What did you put into consideration while choosing collaborators for Boyfriend?

It was basically about energy. The only person I linked up with physically was Oxlade. It’s even funny because I and Amaarae haven’t even met physically, but we have two records together. How the records come out amazing is because we connect on like, real energy. It’s not like most times in the industry where collaborations are made for purely commercial reasons. For me, it’s first about if the person fits in the song, and then about the energy and my relationship with the person. I feel like no matter how big or small the person is, if we don’t have a vibe, we can’t do music together. That’s how it was with the EP and I trust that people can tell that it’s all just real energy.

That Davido feature was very well received and helped catapult you into another stratosphere. How did that record come about? Did you foresee it finding the success it has?

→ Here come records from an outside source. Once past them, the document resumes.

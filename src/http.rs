use crate::env::{env_or, LOG_SINK_ENDPOINT_ENV};
use crate::error::{Error as CrateError, Result as CrateResult};
use crate::{record::LogBatch, sink::LogSink};
use async_trait::async_trait;
use reqwest::Client;
use std::error::Error;

/// Header carrying the project of a batch.
pub const PROJECT_HEADER: &str = "x-log-project";

/// Log store sink that posts each batch as a JSON document to an HTTP
/// ingestion endpoint.
#[derive(Clone)]
pub struct HttpSink {
    client: Client,
    /// Base URL of the ingestion endpoint, e.g. "http://localhost:8080".
    endpoint: String,
}

impl HttpSink {
    pub fn new(endpoint: impl Into<String>) -> Self {
        HttpSink {
            client: Client::new(),
            endpoint: endpoint.into(),
        }
    }

    /// Use a preconfigured client (timeouts, proxies, TLS roots).
    pub fn with_client(endpoint: impl Into<String>, client: Client) -> Self {
        HttpSink {
            client,
            endpoint: endpoint.into(),
        }
    }

    /// Build from `LOG_SINK_ENDPOINT`.
    pub fn from_env() -> CrateResult<Self> {
        let endpoint = env_or(LOG_SINK_ENDPOINT_ENV, "");
        if endpoint.is_empty() {
            return Err(CrateError::config(LOG_SINK_ENDPOINT_ENV, "endpoint is not set"));
        }
        Ok(Self::new(endpoint))
    }

    /// URL a batch for `logstore` is posted to.
    pub fn url_for(&self, logstore: &str) -> String {
        format!(
            "{}/logstores/{}",
            self.endpoint.trim_end_matches('/'),
            urlencoding::encode(logstore)
        )
    }
}

#[async_trait]
impl LogSink for HttpSink {
    async fn send(&self, batch: &LogBatch) -> Result<(), Box<dyn Error + Send + Sync>> {
        let url = self.url_for(&batch.destination.logstore);
        let resp = self
            .client
            .post(&url)
            .header(PROJECT_HEADER, batch.destination.project.as_str())
            .json(batch)
            .send()
            .await?;

        if resp.status().is_success() {
            Ok(())
        } else {
            let status = resp.status();
            let text = resp.text().await.unwrap_or_else(|_| "<no body>".to_string());
            Err(format!("log store ingestion failed with status {}: {}", status, text).into())
        }
    }
}

#[cfg(test)]
mod tests {
    use super::*;

    #[test]
    fn logstore_is_percent_encoded() {
        let sink = HttpSink::new("http://localhost:8080/");
        assert_eq!(
            sink.url_for("app logs/prod"),
            "http://localhost:8080/logstores/app%20logs%2Fprod"
        );
    }
}
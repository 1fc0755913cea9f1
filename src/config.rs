use crate::entry::EntryCaller;
use crate::env::{
    env_or, LOG_SINK_LEVEL_ENV, LOG_SINK_LOGSTORE_ENV, LOG_SINK_PROJECT_ENV, LOG_SINK_SOURCE_ENV,
    LOG_SINK_TOPIC_ENV,
};
use crate::error::{Error, Result};
use crate::level::Level;
use chrono::{DateTime, SecondsFormat, Utc};
use serde::Deserialize;
use std::fmt;
use std::sync::Arc;

pub type LevelFormatter = Arc<dyn Fn(Level) -> String + Send + Sync>;
pub type TimeFormatter = Arc<dyn Fn(DateTime<Utc>) -> String + Send + Sync>;
pub type DurationFormatter = Arc<dyn Fn(chrono::Duration) -> String + Send + Sync>;
pub type CallerFormatter = Arc<dyn Fn(&EntryCaller) -> String + Send + Sync>;
pub type NameFormatter = Arc<dyn Fn(&str) -> String + Send + Sync>;

/// Key names and formatters applied when an entry is finalized.
///
/// If any key is empty, that portion of the entry is omitted. A formatter
/// left unset falls back to the default rendering for its concept; callers
/// have no default formatter, so the caller key is only written when one is
/// configured.
///
/// The configuration is immutable once built and is shared by `Arc` between
/// every encoder cloned from the same root.
#[derive(Clone, Default, Deserialize)]
#[serde(rename_all = "camelCase", default)]
pub struct EncoderConfig {
    pub message_key: String,
    pub level_key: String,
    pub time_key: String,
    pub name_key: String,
    pub caller_key: String,
    pub function_key: String,
    pub stacktrace_key: String,
    #[serde(skip)]
    pub encode_level: Option<LevelFormatter>,
    #[serde(skip)]
    pub encode_time: Option<TimeFormatter>,
    #[serde(skip)]
    pub encode_duration: Option<DurationFormatter>,
    #[serde(skip)]
    pub encode_caller: Option<CallerFormatter>,
    #[serde(skip)]
    pub encode_name: Option<NameFormatter>,
}

impl EncoderConfig {
    /// Keys commonly used by production JSON loggers.
    pub fn production() -> Self {
        EncoderConfig {
            message_key: "msg".to_string(),
            level_key: "level".to_string(),
            time_key: "ts".to_string(),
            name_key: "logger".to_string(),
            caller_key: "caller".to_string(),
            function_key: String::new(),
            stacktrace_key: "stacktrace".to_string(),
            ..Default::default()
        }
    }

    #[must_use]
    pub fn with_level_formatter<F>(mut self, f: F) -> Self
    where
        F: Fn(Level) -> String + Send + Sync + 'static,
    {
        self.encode_level = Some(Arc::new(f));
        self
    }

    #[must_use]
    pub fn with_time_formatter<F>(mut self, f: F) -> Self
    where
        F: Fn(DateTime<Utc>) -> String + Send + Sync + 'static,
    {
        self.encode_time = Some(Arc::new(f));
        self
    }

    #[must_use]
    pub fn with_duration_formatter<F>(mut self, f: F) -> Self
    where
        F: Fn(chrono::Duration) -> String + Send + Sync + 'static,
    {
        self.encode_duration = Some(Arc::new(f));
        self
    }

    #[must_use]
    pub fn with_caller_formatter<F>(mut self, f: F) -> Self
    where
        F: Fn(&EntryCaller) -> String + Send + Sync + 'static,
    {
        self.encode_caller = Some(Arc::new(f));
        self
    }

    #[must_use]
    pub fn with_name_formatter<F>(mut self, f: F) -> Self
    where
        F: Fn(&str) -> String + Send + Sync + 'static,
    {
        self.encode_name = Some(Arc::new(f));
        self
    }

    /// Level rendering: configured formatter, else the canonical name.
    pub fn format_level(&self, level: Level) -> String {
        match &self.encode_level {
            Some(f) => f(level),
            None => level.as_str().to_string(),
        }
    }

    /// Time rendering: configured formatter, else RFC 3339 with second precision.
    pub fn format_time(&self, time: DateTime<Utc>) -> String {
        match &self.encode_time {
            Some(f) => f(time),
            None => time.to_rfc3339_opts(SecondsFormat::Secs, true),
        }
    }
}

impl fmt::Debug for EncoderConfig {
    fn fmt(&self, f: &mut fmt::Formatter<'_>) -> fmt::Result {
        f.debug_struct("EncoderConfig")
            .field("message_key", &self.message_key)
            .field("level_key", &self.level_key)
            .field("time_key", &self.time_key)
            .field("name_key", &self.name_key)
            .field("caller_key", &self.caller_key)
            .field("function_key", &self.function_key)
            .field("stacktrace_key", &self.stacktrace_key)
            .field("encode_level", &self.encode_level.is_some())
            .field("encode_time", &self.encode_time.is_some())
            .field("encode_duration", &self.encode_duration.is_some())
            .field("encode_caller", &self.encode_caller.is_some())
            .field("encode_name", &self.encode_name.is_some())
            .finish()
    }
}

/// `INFO`, `WARN`, ...
pub fn capital_level(level: Level) -> String {
    level.capital_str().to_string()
}

/// RFC 3339 with nanosecond precision, e.g. `2024-05-01T10:00:00.123456789Z`.
pub fn rfc3339_nano_time(time: DateTime<Utc>) -> String {
    time.to_rfc3339_opts(SecondsFormat::Nanos, true)
}

pub fn epoch_millis_time(time: DateTime<Utc>) -> String {
    time.timestamp_millis().to_string()
}

/// Human readable duration such as `1.5s` or `250ms`.
pub fn string_duration(d: chrono::Duration) -> String {
    let nanos = match d.num_nanoseconds() {
        Some(n) => n,
        None => return format!("{}s", d.num_seconds()),
    };
    let abs = nanos.unsigned_abs();
    let sign = if nanos < 0 { "-" } else { "" };
    let (value, unit) = if abs >= 1_000_000_000 {
        (abs as f64 / 1e9, "s")
    } else if abs >= 1_000_000 {
        (abs as f64 / 1e6, "ms")
    } else if abs >= 1_000 {
        (abs as f64 / 1e3, "µs")
    } else {
        (abs as f64, "ns")
    };
    format!("{}{}{}", sign, value, unit)
}

/// Floating-point seconds.
pub fn seconds_duration(d: chrono::Duration) -> String {
    match d.num_nanoseconds() {
        Some(n) => (n as f64 / 1e9).to_string(),
        None => d.num_seconds().to_string(),
    }
}

pub fn short_caller(caller: &EntryCaller) -> String {
    caller.short()
}

pub fn full_caller(caller: &EntryCaller) -> String {
    caller.full()
}

/// Destination identifiers and the minimum enabled level of a core.
#[derive(Debug, Clone, PartialEq, Eq, Deserialize)]
#[serde(default)]
pub struct ProducerConfig {
    pub project: String,
    pub logstore: String,
    pub topic: String,
    pub source: String,
    pub min_level: Level,
}

impl Default for ProducerConfig {
    fn default() -> Self {
        ProducerConfig {
            project: String::new(),
            logstore: String::new(),
            topic: String::new(),
            source: String::new(),
            min_level: Level::Info,
        }
    }
}

impl ProducerConfig {
    pub fn new(project: impl Into<String>, logstore: impl Into<String>) -> Self {
        ProducerConfig {
            project: project.into(),
            logstore: logstore.into(),
            ..Default::default()
        }
    }

    #[must_use]
    pub fn with_topic(mut self, topic: impl Into<String>) -> Self {
        self.topic = topic.into();
        self
    }

    #[must_use]
    pub fn with_source(mut self, source: impl Into<String>) -> Self {
        self.source = source.into();
        self
    }

    #[must_use]
    pub fn with_min_level(mut self, level: Level) -> Self {
        self.min_level = level;
        self
    }

    /// Read destination and level from the `LOG_SINK_*` environment variables.
    pub fn from_env() -> Result<Self> {
        let min_level = env_or(LOG_SINK_LEVEL_ENV, "info")
            .parse::<Level>()
            .map_err(|msg| Error::config(LOG_SINK_LEVEL_ENV, msg))?;

        Ok(ProducerConfig {
            project: env_or(LOG_SINK_PROJECT_ENV, ""),
            logstore: env_or(LOG_SINK_LOGSTORE_ENV, ""),
            topic: env_or(LOG_SINK_TOPIC_ENV, ""),
            source: env_or(LOG_SINK_SOURCE_ENV, ""),
            min_level,
        })
    }
}

#[cfg(test)]
mod tests {
    use super::*;
    use chrono::TimeZone;

    #[test]
    fn default_time_is_rfc3339_seconds() {
        let cfg = EncoderConfig::production();
        let t = Utc.with_ymd_and_hms(2024, 5, 1, 10, 0, 0).unwrap();
        assert_eq!(cfg.format_time(t), "2024-05-01T10:00:00Z");
    }

    #[test]
    fn level_formatter_overrides_default() {
        let cfg = EncoderConfig::production().with_level_formatter(capital_level);
        assert_eq!(cfg.format_level(Level::Warn), "WARN");
        assert_eq!(EncoderConfig::production().format_level(Level::Warn), "warn");
    }

    #[test]
    fn key_names_deserialize_from_camel_case() {
        let cfg: EncoderConfig =
            serde_json::from_str(r#"{"messageKey":"message","levelKey":"severity"}"#).unwrap();
        assert_eq!(cfg.message_key, "message");
        assert_eq!(cfg.level_key, "severity");
        assert!(cfg.time_key.is_empty());
        assert!(cfg.encode_time.is_none());
    }

    #[test]
    fn stock_duration_formatters() {
        assert_eq!(string_duration(chrono::Duration::milliseconds(1500)), "1.5s");
        assert_eq!(string_duration(chrono::Duration::milliseconds(250)), "250ms");
        assert_eq!(string_duration(chrono::Duration::nanoseconds(-40)), "-40ns");
        assert_eq!(seconds_duration(chrono::Duration::milliseconds(2500)), "2.5");
    }

    #[test]
    fn producer_config_deserializes_with_defaults() {
        let cfg: ProducerConfig =
            serde_json::from_str(r#"{"project":"p","logstore":"s","min_level":"warn"}"#).unwrap();
        assert_eq!(cfg.project, "p");
        assert_eq!(cfg.logstore, "s");
        assert_eq!(cfg.topic, "");
        assert_eq!(cfg.min_level, Level::Warn);
    }
}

Oh yes! For sure. We all did. It was a crazy record from day one. It’s so crazy how that song happened. It happened from a random meeting with Asa. I went to Boj‘s house and met Asa [Asika] there. We talked about random things and then exchanged contacts. We had met so many times before then, but that was the first time we really had random conversations. Some days later, I was working on some record ideas and La La came. It was so crazy and I was like, ‘yo, I hear David on this and it’s going to be crazy.’ So I sent Asa a text and I was at Davido’s house in the next two hours. It was surreal for me because David is somebody I have always looked up to. He’s like an icon. It was a huge privilege for me to be on that album and make that classic record. We shot the video for it a few days ago and I can’t wait for the world to see it.

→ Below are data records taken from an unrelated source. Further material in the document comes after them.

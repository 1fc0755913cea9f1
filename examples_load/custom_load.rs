use std::sync::Arc;
use std::time::Instant;
use tokio::time::Duration;
use tracing::error;

use tracing_logstore_sink::config::{rfc3339_nano_time, EncoderConfig, ProducerConfig};
use tracing_logstore_sink::init::{init_tracing_with_config, LayerConfig};
use tracing_logstore_sink::noop_sink::NoopSink;
use tracing_logstore_sink::producer::ProducerOptions;
use tracing_logstore_sink::Level;

#[tokio::main]
async fn main() -> Result<(), Box<dyn std::error::Error>> {
    let sink = Arc::new(NoopSink::default());

    let layer_config = LayerConfig {
        encoder: EncoderConfig {
            function_key: "func".to_string(),
            ..EncoderConfig::production()
        }
        .with_time_formatter(rfc3339_nano_time),
        producer: ProducerOptions {
            channel_buffer: 50_000,
            batch_size: 1_000,
            flush_interval: Duration::from_millis(200),
            max_retries: 1,
        },
        enable_stdout: false,
    };
    let destination = ProducerConfig::new("load-test", "errors")
        .with_source("custom_load")
        .with_min_level(Level::Warn);

    let guard = init_tracing_with_config(sink, destination, layer_config)?;

    let n: u64 = 100_000;
    let start = Instant::now();

    for i in 0..n {
        error!(iteration = i, "custom load test error");
    }

    let elapsed = start.elapsed();
    println!("custom config: sent {} events in {:?} (~{:.0} ev/s)",
        n,
        elapsed,
        n as f64 / elapsed.as_secs_f64()
    );

    let enqueued = guard.stats().enqueued();
    guard.shutdown(Duration::from_secs(10)).await?;
    println!("enqueued {} records", enqueued);
    Ok(())
}
use crate::level::Level;
use chrono::{DateTime, Utc};

/// Source location of the call that produced an entry.
#[derive(Debug, Clone, PartialEq, Eq)]
pub struct EntryCaller {
    pub file: String,
    pub line: u32,
    pub function: String,
}

impl EntryCaller {
    pub fn new(file: impl Into<String>, line: u32, function: impl Into<String>) -> Self {
        EntryCaller {
            file: file.into(),
            line,
            function: function.into(),
        }
    }

    /// `path/to/file.rs:42`
    pub fn full(&self) -> String {
        format!("{}:{}", self.file, self.line)
    }

    /// Only the final directory and file name, e.g. `src/main.rs:42`.
    pub fn short(&self) -> String {
        let trimmed = trim_to_last_two(&self.file);
        format!("{}:{}", trimmed, self.line)
    }
}

fn trim_to_last_two(path: &str) -> &str {
    let is_sep = |c: char| c == '/' || c == '\\';
    let Some(last) = path.rfind(is_sep) else {
        return path;
    };
    match path[..last].rfind(is_sep) {
        Some(prev) => &path[prev + 1..],
        None => path,
    }
}

/// A single log event, minus its fields.
#[derive(Debug, Clone)]
pub struct Entry {
    pub level: Level,
    pub time: DateTime<Utc>,
    pub logger_name: String,
    pub message: String,
    pub caller: Option<EntryCaller>,
    pub stack: String,
}

impl Entry {
    /// Create an entry stamped with the current time.
    pub fn new(level: Level, message: impl Into<String>) -> Self {
        Entry {
            level,
            time: Utc::now(),
            logger_name: String::new(),
            message: message.into(),
            caller: None,
            stack: String::new(),
        }
    }

    #[must_use]
    pub fn with_time(mut self, time: DateTime<Utc>) -> Self {
        self.time = time;
        self
    }

    #[must_use]
    pub fn with_logger_name(mut self, name: impl Into<String>) -> Self {
        self.logger_name = name.into();
        self
    }

    #[must_use]
    pub fn with_caller(mut self, caller: EntryCaller) -> Self {
        self.caller = Some(caller);
        self
    }

    #[must_use]
    pub fn with_stack(mut self, stack: impl Into<String>) -> Self {
        self.stack = stack.into();
        self
    }
}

You’ve been tapped by Warner Music. How has that process been and what difference has being signed to an international label of this size made to your process?

With Warner, there are literally no questions. I literally just bring the music and they are like, ‘great, put it out!’. It feels amazing having a team of people that understand what you’re trying to achieve. The guys at Warner are really great people. From time, we have always had this great relationship even before this contract. It wasn’t even an orchestrated thing. It is more like me doing business with people I have a great vibe with.

With the ever-evolving nature of Afrobeats and Afro Pop, what new frontiers do you see yourself exploring? 

Oh, yes! Very much. For sure. Afrofusion connects most to my roots as an African. I consider Afrobeats as a template and an artist is supposed to put his or her own energy into it. So for me, I’ll cook Afrobeats with my energy and emotions and it’ll come out differently. My music has to be different because I am different.

Do you consider yourself Alté?

If Alté means ‘different’, then I guess so. I see everybody that is considered Alté – Lady Donli, Odunsi and the rest of them – and they are being themselves. They sing what they want to, act like they want to, take pictures like they want to, dress like they want to, and I do the same. I am myself and do the things I want to, regardless of society and external pressures. I don’t give a fuck about what anybody thinks and I make Afrobeats. I don’t know if that’s Alté, but that’s me. That’s CKay.